Your assignment: Where the records hold the string "ApiError", show the whole line it sits on.

Records to use:
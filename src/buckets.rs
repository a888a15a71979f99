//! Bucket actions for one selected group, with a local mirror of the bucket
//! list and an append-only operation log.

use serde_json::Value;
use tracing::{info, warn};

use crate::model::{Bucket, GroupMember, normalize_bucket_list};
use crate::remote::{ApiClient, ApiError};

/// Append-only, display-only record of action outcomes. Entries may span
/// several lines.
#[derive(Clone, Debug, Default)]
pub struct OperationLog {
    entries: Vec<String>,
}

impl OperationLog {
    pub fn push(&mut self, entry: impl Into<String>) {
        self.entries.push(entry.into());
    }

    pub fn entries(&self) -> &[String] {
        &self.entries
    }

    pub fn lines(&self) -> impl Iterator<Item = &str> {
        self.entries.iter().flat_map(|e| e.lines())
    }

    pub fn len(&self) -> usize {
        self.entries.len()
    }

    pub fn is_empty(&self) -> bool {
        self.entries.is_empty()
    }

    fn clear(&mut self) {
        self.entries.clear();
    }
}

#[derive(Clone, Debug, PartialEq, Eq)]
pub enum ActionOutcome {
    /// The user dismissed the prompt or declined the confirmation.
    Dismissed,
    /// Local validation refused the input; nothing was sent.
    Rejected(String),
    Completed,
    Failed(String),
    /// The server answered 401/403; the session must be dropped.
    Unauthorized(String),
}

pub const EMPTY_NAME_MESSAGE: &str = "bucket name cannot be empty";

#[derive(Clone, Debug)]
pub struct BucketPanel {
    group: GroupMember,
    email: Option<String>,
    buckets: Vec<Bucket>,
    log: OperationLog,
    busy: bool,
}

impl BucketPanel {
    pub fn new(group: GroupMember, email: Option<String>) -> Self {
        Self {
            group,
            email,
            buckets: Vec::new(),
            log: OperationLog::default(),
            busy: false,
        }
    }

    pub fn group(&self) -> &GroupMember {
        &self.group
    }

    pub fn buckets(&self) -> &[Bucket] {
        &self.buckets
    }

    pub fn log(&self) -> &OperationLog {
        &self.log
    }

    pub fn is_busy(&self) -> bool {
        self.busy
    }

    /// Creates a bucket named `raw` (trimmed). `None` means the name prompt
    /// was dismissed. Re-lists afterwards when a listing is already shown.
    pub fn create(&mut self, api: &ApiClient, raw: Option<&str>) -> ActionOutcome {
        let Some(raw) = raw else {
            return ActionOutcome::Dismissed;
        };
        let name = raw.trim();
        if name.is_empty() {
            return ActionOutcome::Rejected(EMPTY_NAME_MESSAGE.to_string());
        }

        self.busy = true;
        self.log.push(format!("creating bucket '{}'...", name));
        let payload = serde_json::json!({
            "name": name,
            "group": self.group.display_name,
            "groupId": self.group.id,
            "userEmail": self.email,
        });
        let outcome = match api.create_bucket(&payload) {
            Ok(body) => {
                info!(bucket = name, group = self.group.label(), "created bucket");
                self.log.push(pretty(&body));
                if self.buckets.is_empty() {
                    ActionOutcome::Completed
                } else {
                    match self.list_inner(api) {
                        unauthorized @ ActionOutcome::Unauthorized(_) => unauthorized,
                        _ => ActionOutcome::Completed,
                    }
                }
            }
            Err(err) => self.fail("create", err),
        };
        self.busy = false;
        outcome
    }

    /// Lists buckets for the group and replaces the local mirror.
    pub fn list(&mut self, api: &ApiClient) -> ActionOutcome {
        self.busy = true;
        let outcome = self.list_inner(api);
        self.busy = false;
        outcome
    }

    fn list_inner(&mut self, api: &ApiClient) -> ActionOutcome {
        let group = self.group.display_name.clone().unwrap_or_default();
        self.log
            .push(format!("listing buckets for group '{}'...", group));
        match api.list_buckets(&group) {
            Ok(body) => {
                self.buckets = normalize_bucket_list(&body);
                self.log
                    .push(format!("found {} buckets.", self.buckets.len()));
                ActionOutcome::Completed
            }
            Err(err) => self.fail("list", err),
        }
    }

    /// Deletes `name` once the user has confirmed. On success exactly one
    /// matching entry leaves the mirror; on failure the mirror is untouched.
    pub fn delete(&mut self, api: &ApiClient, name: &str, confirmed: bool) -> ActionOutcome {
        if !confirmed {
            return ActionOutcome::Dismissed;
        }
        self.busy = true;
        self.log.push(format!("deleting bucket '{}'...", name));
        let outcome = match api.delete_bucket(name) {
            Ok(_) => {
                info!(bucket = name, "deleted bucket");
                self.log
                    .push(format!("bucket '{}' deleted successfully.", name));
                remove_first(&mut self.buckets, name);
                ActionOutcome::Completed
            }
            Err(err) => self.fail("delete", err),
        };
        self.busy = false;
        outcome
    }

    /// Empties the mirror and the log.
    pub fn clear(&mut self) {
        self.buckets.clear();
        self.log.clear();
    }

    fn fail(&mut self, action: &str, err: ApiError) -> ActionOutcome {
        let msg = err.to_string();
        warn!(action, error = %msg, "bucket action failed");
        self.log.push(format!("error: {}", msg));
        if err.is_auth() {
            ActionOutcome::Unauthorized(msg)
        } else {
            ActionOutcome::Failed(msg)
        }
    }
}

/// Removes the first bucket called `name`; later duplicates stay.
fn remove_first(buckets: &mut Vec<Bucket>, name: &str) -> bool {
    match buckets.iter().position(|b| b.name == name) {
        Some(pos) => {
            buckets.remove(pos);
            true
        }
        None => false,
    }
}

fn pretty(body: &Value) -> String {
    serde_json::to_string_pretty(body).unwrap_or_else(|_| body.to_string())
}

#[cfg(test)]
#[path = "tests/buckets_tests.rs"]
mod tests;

Solution for this task:
use crate::remote::{ApiClient, ApiError};
    fn fail(&mut self, action: &str, err: ApiError) -> ActionOutcome {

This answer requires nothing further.